Era uma vez um mendigo. Percorria ele as ruas da cidade em busca de alimentos e agasalhos para aliviar a sua fome e dissipar o frio que perpassava pela epiderme e ia alojar-se no cerne mesmo de seu organismo. E pouco conseguia, pois, sempre que recebia algo de alguém, virava o rosto de lado e amaldiçoava a própria sorte, jogando seu infortúnio à conta da maior ou menor opulência daquele que lhe estendia a mão. E essa atitude inquietava as pessoas, que julgavam estar sendo acusadas de malversação da oportunidade de vida que Deus lhes dera. E assim as portas iam fechando-se, até que, um dia, por mais que estendesse a mão súplice, não conseguiu obter qualquer esmola que lhe aliviasse as necessidades.

Como casa, vivia em modestíssimo barraco, em companhia de cão pulguento, que, mais feliz do que ele, sempre recebia sobras de comida e palavras de carinho, pois nunca se recusava a abanar o rabo agradecido a quem lhe oferecesse alimento. Houve um dia em que alguém intentou prendê-lo para ministrar-lhe banho revigorador e remédio salutar, mas, em sua ignorância, suspeitou de algo insólito e fugiu, indo refugiar-se junto àquele que lhe dera acolhimento há bastante tempo atrás. É bem verdade que, às vezes, o mau humor do patrão favorecia-lhe alguns safanões e xingos, mas, no geral, a convivência era pacífica e a amizade frutificava em recíproca assistência.

Naquele dia, entretanto, as coisas não andaram bem para o pobre cão, que se viu em palpos de aranha diante da dura necessidade por que passava o seu dono.

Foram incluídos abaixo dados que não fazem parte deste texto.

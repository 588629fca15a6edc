//! Tool execution layer: registry, dispatch, and the file-mutation services.
//!
//! Every operation the model can invoke lives behind the [`ToolExecutor`]
//! trait. The [`dispatch`] boundary parses the model-issued call, routes it
//! by name, and converts every failure into a result string: tool calls come
//! from an untrusted model, so nothing that happens in here may escape as an
//! error to the conversation loop, and nothing in here is fatal to the
//! process.

pub mod backup;
pub mod builtins;
pub mod create;
pub mod patch;
pub mod peek;
pub mod sandbox;
pub mod search;
pub mod tree;

use std::collections::HashMap;
use std::path::PathBuf;

use serde_json::Value;

use spectre_types::{ToolCall, ToolDefinition, ToolResult};

/// Error types for tool execution.
#[derive(Debug, thiserror::Error)]
pub enum ToolError {
    #[error("Bad tool args: {message}")]
    BadArgs { message: String },
    #[error("{reason}")]
    PathRejected { reason: String },
    #[error("Not found: {}", path.display())]
    NotFound { path: PathBuf },
    #[error("Unknown tool: {name}")]
    UnknownTool { name: String },
    #[error("Duplicate tool registered: {name}")]
    DuplicateTool { name: String },
    #[error("{tool}: {message}")]
    ExecutionFailed { tool: String, message: String },
}

/// Decode a typed argument struct out of the call's JSON arguments.
pub(crate) fn parse_args<T: serde::de::DeserializeOwned>(args: &Value) -> Result<T, ToolError> {
    serde_json::from_value(args.clone()).map_err(|e| ToolError::BadArgs {
        message: e.to_string(),
    })
}

/// Per-call execution context.
///
/// `working_dir` is the canonicalized project root every path in a tool call
/// is validated against.
#[derive(Debug, Clone)]
pub struct ToolCtx {
    pub working_dir: PathBuf,
}

impl ToolCtx {
    #[must_use]
    pub fn new(working_dir: PathBuf) -> Self {
        Self { working_dir }
    }
}

/// A callable operation: name, model-facing schema, and the execution body.
pub trait ToolExecutor: Send + Sync {
    fn name(&self) -> &'static str;
    fn description(&self) -> &'static str;
    fn schema(&self) -> Value;
    fn execute(&self, args: &Value, ctx: &ToolCtx) -> Result<String, ToolError>;
}

/// Immutable registry of the callable operations.
///
/// Populated once at startup; [`definitions`](Self::definitions) is the
/// action vocabulary handed to the model.
#[derive(Default)]
pub struct ToolRegistry {
    executors: HashMap<String, Box<dyn ToolExecutor>>,
}

impl ToolRegistry {
    pub fn register(&mut self, executor: Box<dyn ToolExecutor>) -> Result<(), ToolError> {
        let name = executor.name().to_string();
        if self.executors.contains_key(&name) {
            return Err(ToolError::DuplicateTool { name });
        }
        self.executors.insert(name, executor);
        Ok(())
    }

    pub fn lookup(&self, name: &str) -> Result<&dyn ToolExecutor, ToolError> {
        self.executors
            .get(name)
            .map(std::convert::AsRef::as_ref)
            .ok_or_else(|| ToolError::UnknownTool {
                name: name.to_string(),
            })
    }

    #[must_use]
    pub fn definitions(&self) -> Vec<ToolDefinition> {
        let mut defs: Vec<ToolDefinition> = self
            .executors
            .values()
            .map(|exec| ToolDefinition::new(exec.name(), exec.description(), exec.schema()))
            .collect();
        defs.sort_by(|a, b| a.name.cmp(&b.name));
        defs
    }
}

/// Execute a model-issued tool call.
///
/// The outer contract: this always returns a [`ToolResult`] whose content is
/// a readable string, regardless of what the underlying service does. Parse
/// failures, unknown names, and service errors all become descriptive text
/// the model can react to.
pub fn dispatch(registry: &ToolRegistry, ctx: &ToolCtx, call: &ToolCall) -> ToolResult {
    let args = match structured_arguments(&call.arguments) {
        Ok(args) => args,
        Err(err) => {
            tracing::warn!(tool = %call.name, %err, "failed to parse tool arguments");
            return ToolResult::error(
                &call.id,
                &call.name,
                format!("Failed to parse tool arguments: {err}"),
            );
        }
    };

    let executor = match registry.lookup(&call.name) {
        Ok(executor) => executor,
        Err(_) => {
            tracing::warn!(tool = %call.name, "unknown tool requested");
            return ToolResult::error(&call.id, &call.name, format!("Unknown tool: {}", call.name));
        }
    };

    tracing::debug!(tool = %call.name, id = %call.id, "executing tool call");
    match executor.execute(&args, ctx) {
        Ok(output) => ToolResult::success(&call.id, &call.name, output),
        Err(err) => {
            tracing::warn!(tool = %call.name, %err, "tool execution failed");
            ToolResult::error(&call.id, &call.name, format!("Tool execution failed: {err}"))
        }
    }
}

/// Arguments arrive either as structured JSON or as a JSON-encoded string;
/// normalize to the structured form.
fn structured_arguments(raw: &Value) -> Result<Value, serde_json::Error> {
    match raw {
        Value::String(encoded) => serde_json::from_str(encoded),
        other => Ok(other.clone()),
    }
}
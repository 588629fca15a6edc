//! Lightweight markdown rendering for the terminal transcript.
//!
//! Flattens the event stream into styled plain text: headings bold, inline
//! code highlighted, code blocks indented, lists bulleted. Anything fancier
//! falls through as plain text.

use crossterm::style::Stylize;
use pulldown_cmark::{Event, Parser, Tag, TagEnd};

#[derive(Debug, Default, Clone, Copy)]
struct StyleState {
    heading: bool,
    strong: bool,
    emphasis: bool,
    code_block: bool,
}

impl StyleState {
    fn apply(self, text: &str) -> String {
        if self.code_block {
            return text
                .lines()
                .map(|line| format!("    {}\n", line.dark_yellow()))
                .collect();
        }
        if self.heading {
            return format!("{}", text.bold().cyan());
        }
        match (self.strong, self.emphasis) {
            (true, _) => format!("{}", text.bold()),
            (false, true) => format!("{}", text.italic()),
            (false, false) => text.to_string(),
        }
    }
}

/// Render markdown into an ANSI-styled string.
pub fn render(input: &str) -> String {
    let mut out = String::new();
    let mut style = StyleState::default();
    let mut list_depth = 0usize;

    for event in Parser::new(input) {
        match event {
            Event::Start(Tag::Heading { .. }) => style.heading = true,
            Event::End(TagEnd::Heading(_)) => {
                style.heading = false;
                out.push_str("\n\n");
            }
            Event::Start(Tag::Strong) => style.strong = true,
            Event::End(TagEnd::Strong) => style.strong = false,
            Event::Start(Tag::Emphasis) => style.emphasis = true,
            Event::End(TagEnd::Emphasis) => style.emphasis = false,
            Event::Start(Tag::CodeBlock(_)) => {
                style.code_block = true;
                out.push('\n');
            }
            Event::End(TagEnd::CodeBlock) => {
                style.code_block = false;
                out.push('\n');
            }
            Event::Start(Tag::List(_)) => list_depth += 1,
            Event::End(TagEnd::List(_)) => {
                list_depth = list_depth.saturating_sub(1);
                if list_depth == 0 {
                    out.push('\n');
                }
            }
            Event::Start(Tag::Item) => {
                out.push_str(&"  ".repeat(list_depth.saturating_sub(1)));
                out.push_str("• ");
            }
            Event::End(TagEnd::Item) => out.push('\n'),
            Event::End(TagEnd::Paragraph) => out.push_str("\n\n"),
            Event::Text(text) => out.push_str(&style.apply(&text)),
            Event::Code(code) => out.push_str(&format!("{}", code.as_ref().yellow())),
            Event::SoftBreak | Event::HardBreak => out.push('\n'),
            Event::Rule => out.push_str("────────────────\n"),
            _ => {}
        }
    }

    out.trim_end().to_string()
}

#[cfg(test)]
mod tests {
    use super::render;

    #[test]
    fn renders_heading_and_inline_code() {
        let out = render("# Plan\n\nEdit `main.rs` next.");
        assert!(out.contains("Plan"));
        assert!(out.contains("main.rs"));
        assert!(out.contains("Edit "));
    }

    #[test]
    fn code_blocks_are_indented() {
        let out = render("```rust\nfn main() {}\n```");
        assert!(out.contains("    "));
        assert!(out.contains("fn main() {}"));
    }

    #[test]
    fn list_items_get_bullets() {
        let out = render("- first\n- second");
        assert_eq!(out.matches('•').count(), 2);
    }

    #[test]
    fn plain_text_passes_through() {
        assert_eq!(render("just words"), "just words");
    }
}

Assim que chegou com vistoso osso por entre os dentes, foi logo recebido a pontapés e torpes expressões de desagrado. Fustigado e acuado no canto mais escuro do barraco, viu-se magoado e atormentado pela necessidade de defender-se dos injustos ataques de que era alvo. Em dado momento, investiu contra o patrão e sapecou-lhe forte dentada, a extrair de sob a pele espesso jato de sangue. Livre da apertura, ganhou mundo, desaparecendo na primeira esquina.

O mendigo lá ficou a arquejar de raiva, acrescida pelo sofrimento pungente de lancinante dor produzida pelo ferimento da mordida. Atou como pôde a perna e saiu em desespero à procura de ajuda. Conhecido nas vizinhanças por suas atitudes de antipatia, não conseguiu de imediato chamar a atenção das pessoas, que cerravam suas portas e seus corações aos pedidos insistentes que fazia.

Nesse momento de profunda angústia, lembrou-se de Deus:

— Senhor, disse ele, atende a este pobre sofredor. Sei que não tenho sido bom e fiel servidor de tua religião, pois só alcanço ficar no máximo à porta de tuas igrejas. Sei que não tenho trabalhado para poder dizer que ganho o pão com o suor de meu rosto. Mas, Senhor, por outro lado, não tenho feito mal a ninguém, pois não roubo, não lanço maldição, não apregôo os males que os outros fazem, não desejo a mulher do próximo. Minha vida, Senhor, sabes melhor que eu qual tem sido. Dá-me agora a possibilidade de encontrar alívio para minhas dores. Abre o coração a algum desses míseros mortais que estão a testemunhar o quanto de maldade existe em suas mentes, pois incapazes são de oferecer a esta pobre criatura ceitil de atenção e socorro...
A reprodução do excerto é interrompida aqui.